Problem requirements
State, as one number, how many lines in these records hold "crash".
---------- Exercise material ----------
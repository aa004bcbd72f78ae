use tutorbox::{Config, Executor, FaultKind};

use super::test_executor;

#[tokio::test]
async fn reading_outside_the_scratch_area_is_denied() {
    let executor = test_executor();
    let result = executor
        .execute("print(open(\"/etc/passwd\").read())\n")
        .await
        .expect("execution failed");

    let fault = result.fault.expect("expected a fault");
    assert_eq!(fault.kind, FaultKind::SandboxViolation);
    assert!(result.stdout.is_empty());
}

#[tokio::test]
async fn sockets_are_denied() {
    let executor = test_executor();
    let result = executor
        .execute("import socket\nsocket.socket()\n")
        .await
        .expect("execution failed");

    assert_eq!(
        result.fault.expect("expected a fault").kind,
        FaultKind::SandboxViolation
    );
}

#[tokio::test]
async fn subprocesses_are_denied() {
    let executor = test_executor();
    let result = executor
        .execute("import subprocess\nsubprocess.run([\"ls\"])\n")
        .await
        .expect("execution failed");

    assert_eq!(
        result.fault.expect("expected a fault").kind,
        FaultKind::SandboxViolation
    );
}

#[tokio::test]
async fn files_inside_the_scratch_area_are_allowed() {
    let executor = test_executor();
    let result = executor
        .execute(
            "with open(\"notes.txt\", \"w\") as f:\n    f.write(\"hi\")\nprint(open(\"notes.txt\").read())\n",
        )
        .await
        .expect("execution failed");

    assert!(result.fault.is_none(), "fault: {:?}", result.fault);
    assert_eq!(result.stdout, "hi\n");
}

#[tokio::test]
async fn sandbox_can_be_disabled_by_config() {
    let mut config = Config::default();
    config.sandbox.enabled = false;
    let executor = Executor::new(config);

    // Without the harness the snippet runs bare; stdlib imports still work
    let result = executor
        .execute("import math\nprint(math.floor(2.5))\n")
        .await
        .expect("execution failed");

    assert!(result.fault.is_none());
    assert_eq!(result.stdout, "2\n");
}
----------
---------- Exercise material ----------
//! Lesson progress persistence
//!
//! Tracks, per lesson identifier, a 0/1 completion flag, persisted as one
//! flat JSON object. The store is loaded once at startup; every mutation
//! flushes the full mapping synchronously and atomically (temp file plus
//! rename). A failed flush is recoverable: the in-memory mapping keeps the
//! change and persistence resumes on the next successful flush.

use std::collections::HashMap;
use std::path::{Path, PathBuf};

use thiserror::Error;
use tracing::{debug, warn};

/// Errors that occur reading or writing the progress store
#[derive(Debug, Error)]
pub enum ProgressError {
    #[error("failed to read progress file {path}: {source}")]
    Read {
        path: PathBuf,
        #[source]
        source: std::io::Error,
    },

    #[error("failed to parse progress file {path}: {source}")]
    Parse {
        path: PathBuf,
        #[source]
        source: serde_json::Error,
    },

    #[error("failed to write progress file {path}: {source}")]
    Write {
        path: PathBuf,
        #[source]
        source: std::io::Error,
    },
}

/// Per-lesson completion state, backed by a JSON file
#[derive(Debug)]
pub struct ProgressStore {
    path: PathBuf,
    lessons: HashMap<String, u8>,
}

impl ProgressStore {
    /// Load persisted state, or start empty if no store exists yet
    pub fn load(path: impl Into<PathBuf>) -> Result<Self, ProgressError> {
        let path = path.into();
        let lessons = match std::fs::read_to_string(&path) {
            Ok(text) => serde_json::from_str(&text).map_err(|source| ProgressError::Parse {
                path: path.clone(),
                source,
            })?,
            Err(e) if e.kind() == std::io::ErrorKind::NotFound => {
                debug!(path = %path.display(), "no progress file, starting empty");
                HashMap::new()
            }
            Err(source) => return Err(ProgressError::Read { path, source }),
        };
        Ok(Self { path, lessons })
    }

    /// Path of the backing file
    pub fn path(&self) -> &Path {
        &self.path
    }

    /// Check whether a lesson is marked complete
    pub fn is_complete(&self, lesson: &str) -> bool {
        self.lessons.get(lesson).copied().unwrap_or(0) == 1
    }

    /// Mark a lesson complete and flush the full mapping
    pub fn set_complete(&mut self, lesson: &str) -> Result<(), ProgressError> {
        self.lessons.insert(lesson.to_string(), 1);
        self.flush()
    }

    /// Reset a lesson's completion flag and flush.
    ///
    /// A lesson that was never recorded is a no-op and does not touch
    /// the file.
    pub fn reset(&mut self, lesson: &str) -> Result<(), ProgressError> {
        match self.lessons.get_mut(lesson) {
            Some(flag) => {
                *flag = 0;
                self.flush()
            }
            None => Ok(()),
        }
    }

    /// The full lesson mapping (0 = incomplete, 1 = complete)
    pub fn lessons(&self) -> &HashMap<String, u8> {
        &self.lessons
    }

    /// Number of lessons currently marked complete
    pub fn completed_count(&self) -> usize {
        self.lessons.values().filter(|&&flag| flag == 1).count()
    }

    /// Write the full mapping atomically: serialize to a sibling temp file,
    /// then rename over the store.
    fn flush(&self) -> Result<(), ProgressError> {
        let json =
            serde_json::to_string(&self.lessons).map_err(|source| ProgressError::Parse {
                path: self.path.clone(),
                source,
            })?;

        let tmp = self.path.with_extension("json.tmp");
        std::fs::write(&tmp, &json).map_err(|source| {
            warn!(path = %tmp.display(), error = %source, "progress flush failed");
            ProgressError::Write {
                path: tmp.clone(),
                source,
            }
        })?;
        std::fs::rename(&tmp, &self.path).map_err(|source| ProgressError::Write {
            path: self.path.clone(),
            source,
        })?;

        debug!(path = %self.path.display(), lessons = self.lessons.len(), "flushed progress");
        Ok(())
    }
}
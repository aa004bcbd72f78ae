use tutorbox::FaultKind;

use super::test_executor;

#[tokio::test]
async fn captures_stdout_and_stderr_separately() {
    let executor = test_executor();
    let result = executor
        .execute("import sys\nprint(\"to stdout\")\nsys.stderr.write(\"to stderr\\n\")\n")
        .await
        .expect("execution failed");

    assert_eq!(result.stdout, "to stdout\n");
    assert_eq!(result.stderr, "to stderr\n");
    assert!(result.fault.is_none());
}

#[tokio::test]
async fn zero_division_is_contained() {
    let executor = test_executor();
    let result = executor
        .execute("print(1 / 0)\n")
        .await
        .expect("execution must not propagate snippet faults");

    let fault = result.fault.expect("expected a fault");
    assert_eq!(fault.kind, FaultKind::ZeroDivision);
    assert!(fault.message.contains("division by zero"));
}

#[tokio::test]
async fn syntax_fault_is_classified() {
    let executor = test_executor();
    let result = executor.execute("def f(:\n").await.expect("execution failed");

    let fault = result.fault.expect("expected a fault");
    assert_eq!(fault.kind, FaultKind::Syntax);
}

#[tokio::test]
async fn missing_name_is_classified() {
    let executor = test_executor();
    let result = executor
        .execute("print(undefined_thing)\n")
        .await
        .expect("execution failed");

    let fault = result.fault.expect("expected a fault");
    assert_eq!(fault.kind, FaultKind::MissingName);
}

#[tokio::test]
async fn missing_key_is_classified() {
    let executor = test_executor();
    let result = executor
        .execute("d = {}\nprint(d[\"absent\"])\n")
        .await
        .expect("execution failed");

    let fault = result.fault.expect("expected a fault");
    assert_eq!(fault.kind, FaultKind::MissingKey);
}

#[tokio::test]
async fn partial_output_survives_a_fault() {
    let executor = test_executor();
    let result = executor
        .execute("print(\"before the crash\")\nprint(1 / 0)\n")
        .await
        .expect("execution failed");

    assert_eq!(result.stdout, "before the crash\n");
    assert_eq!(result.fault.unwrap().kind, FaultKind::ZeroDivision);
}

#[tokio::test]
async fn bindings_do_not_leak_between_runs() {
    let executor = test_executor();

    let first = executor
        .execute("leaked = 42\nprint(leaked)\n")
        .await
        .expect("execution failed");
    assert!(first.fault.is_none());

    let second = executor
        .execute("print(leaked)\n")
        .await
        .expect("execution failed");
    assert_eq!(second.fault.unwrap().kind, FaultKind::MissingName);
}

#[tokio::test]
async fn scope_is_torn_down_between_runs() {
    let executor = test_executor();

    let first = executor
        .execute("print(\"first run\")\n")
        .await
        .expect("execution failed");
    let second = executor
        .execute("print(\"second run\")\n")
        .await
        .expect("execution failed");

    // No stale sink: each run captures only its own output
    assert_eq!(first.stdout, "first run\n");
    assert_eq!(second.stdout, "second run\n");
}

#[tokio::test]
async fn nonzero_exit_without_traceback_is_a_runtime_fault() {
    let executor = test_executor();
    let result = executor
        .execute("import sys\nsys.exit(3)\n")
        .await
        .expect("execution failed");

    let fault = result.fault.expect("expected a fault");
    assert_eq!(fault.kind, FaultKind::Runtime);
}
----------
Problem solution
2